Il dolore nocicettivo è causato da danni al tessuto corporeo. Se il dolore è lieve, come un mal di testa o una distorsione alla caviglia, comunemente usato da banco gli antidolorifici sono efficaci. Questi includono compresse contenenti paracetamolo (Panadol), aspirina o farmaci antinfiammatori non steroidei (FANS) come l'ibuprofene (Nurofen).

Paracetamolo aiuta a smorzare i segnali di dolore al cervello. I FANS inibiscono l'attività degli enzimi che portano a dolore, infiammazione e febbre prodotta nel corpo.

antidolorifici 12 21 Se vuoi controllare il tuo dolore, dovrai abbinare il farmaco al suo tipo e gravità. Autore fornitoLe compresse di associazione, che hanno una piccola dose di codeina più paracetamolo, aspirina o ibuprofene, possono essere utilizzate per il trattamento del dolore moderato. In Australia, è possibile acquistare questi tipi di antidolorifici solo in una farmacia. Quelli venduti al banco hanno marchi come Panadeine, Aspalgin e Nurofen Plus.

Il governo ha recentemente annunciato renderà qualsiasi farmaco contenente codeina disponibile solo con una prescrizione da metà 2016.

È importante ricordare che la dose massima di adulti per il paracetamolo è di quattro grammi (otto compresse) al giorno. Assumere più della dose raccomandata può causare danni al fegato.

Gli antidolorifici prescritti da un medico per alleviare il dolore acuto o moderato sono la codeina insieme alle compresse di paracetamolo (Panadeine Forte) e alle compresse di tramadolo, che sono antidolorifici oppioidi.

Il forte dolore che avverte dopo un osso rotto o un'operazione richiede solitamente forti antidolorifici che il medico prescriverà. Questa può essere la morfina somministrata come compressa o per iniezione.

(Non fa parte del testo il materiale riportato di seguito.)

//! Build-status prober
//!
//! Probes every configured branch of one repository concurrently and
//! returns results in canonical branch order. Completion order is
//! nondeterministic, so each task reports its branch index and the
//! results are written into an indexed slot array before returning.

use std::sync::Arc;

use anyhow::{Context, Result};
use async_trait::async_trait;
use beacon_core::domain::build::{BuildResult, BuildStatus};

use beacon_client::CiClient;

/// Source of per-branch build status
///
/// Seam for the renderer: production probes the CI service, tests plug
/// in fakes with controlled completion order.
#[async_trait]
pub trait StatusSource: Send + Sync {
    /// Fetches the build status of one branch of one repository
    async fn branch_status(&self, repo: &str, branch: &str) -> Result<BuildStatus>;
}

/// Production status source backed by the CI client
pub struct CiStatusSource {
    client: CiClient,
    org: String,
}

impl CiStatusSource {
    /// Creates a status source for one organization
    pub fn new(client: CiClient, org: impl Into<String>) -> Self {
        Self {
            client,
            org: org.into(),
        }
    }
}

#[async_trait]
impl StatusSource for CiStatusSource {
    async fn branch_status(&self, repo: &str, branch: &str) -> Result<BuildStatus> {
        let status = self
            .client
            .branch_status(&self.org, repo, branch)
            .await
            .with_context(|| format!("Failed to probe {}/{}", repo, branch))?;
        Ok(status)
    }
}

/// Probes every branch of one repository.
///
/// Launches one task per branch and joins them all; the returned list
/// always has exactly the length and order of `branches`.
pub async fn probe_repository(
    source: Arc<dyn StatusSource>,
    repo: &str,
    branches: &[String],
) -> Result<Vec<BuildResult>> {
    let mut handles = Vec::with_capacity(branches.len());

    for (index, branch) in branches.iter().enumerate() {
        let source = Arc::clone(&source);
        let repo = repo.to_string();
        let branch = branch.clone();

        handles.push(tokio::spawn(async move {
            let status = source.branch_status(&repo, &branch).await;
            (index, branch, status)
        }));
    }

    let mut slots: Vec<Option<BuildResult>> = (0..branches.len()).map(|_| None).collect();

    for handle in handles {
        let (index, branch, status) = handle.await.context("Branch probe task panicked")?;
        slots[index] = Some(BuildResult {
            branch,
            status: status?,
        });
    }

    // Every index was filled exactly once above.
    Ok(slots.into_iter().flatten().collect())
}
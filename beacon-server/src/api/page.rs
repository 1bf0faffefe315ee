//! Dashboard Page Handler

use std::sync::Arc;

use axum::{
    extract::State,
    http::header,
    response::{Html, IntoResponse},
};

use crate::state::Dashboard;

/// Intermediate caches may keep the page this long, matching the status
/// refresh cadence.
const CACHE_CONTROL: &str = "max-age=600";

/// GET /
/// Serves the last rendered page verbatim
pub async fn dashboard_page(State(dashboard): State<Arc<Dashboard>>) -> impl IntoResponse {
    let page = dashboard.page().await;

    (
        [(header::CACHE_CONTROL, CACHE_CONTROL)],
        Html(page.as_str().to_string()),
    )
}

Le medicine simili alla morfina alleviano il dolore di interagendo con proteine ​​specifiche chiamati recettori oppioidi, che si trovano nel cervello, nel midollo spinale e in altre parti del corpo. Questi recettori oppioidi sono gli stessi che utilizzano le molecole naturali antidolorifico del corpo, chiamate endorfine.

Dolore neuropatico

Il dolore neuropatico è il dolore causato dal danno ai nervi. Gli antidolorifici come la morfina, i FANS e il paracetamolo che sono efficaci per il sollievo delle condizioni di dolore nocicettivo e infiammatorio non sono efficaci per il sollievo dal dolore neuropatico.

Questo perché i meccanismi sottostanti che causano il dolore neuropatico a seguito di danno ai nervi sono diversi da quelli che inducono dolore infiammatorio nocicettivo e acuto.

I farmaci originariamente sviluppati per trattare la depressione e l'epilessia sono raccomandato come trattamento di prima linea per il sollievo del dolore neuropatico.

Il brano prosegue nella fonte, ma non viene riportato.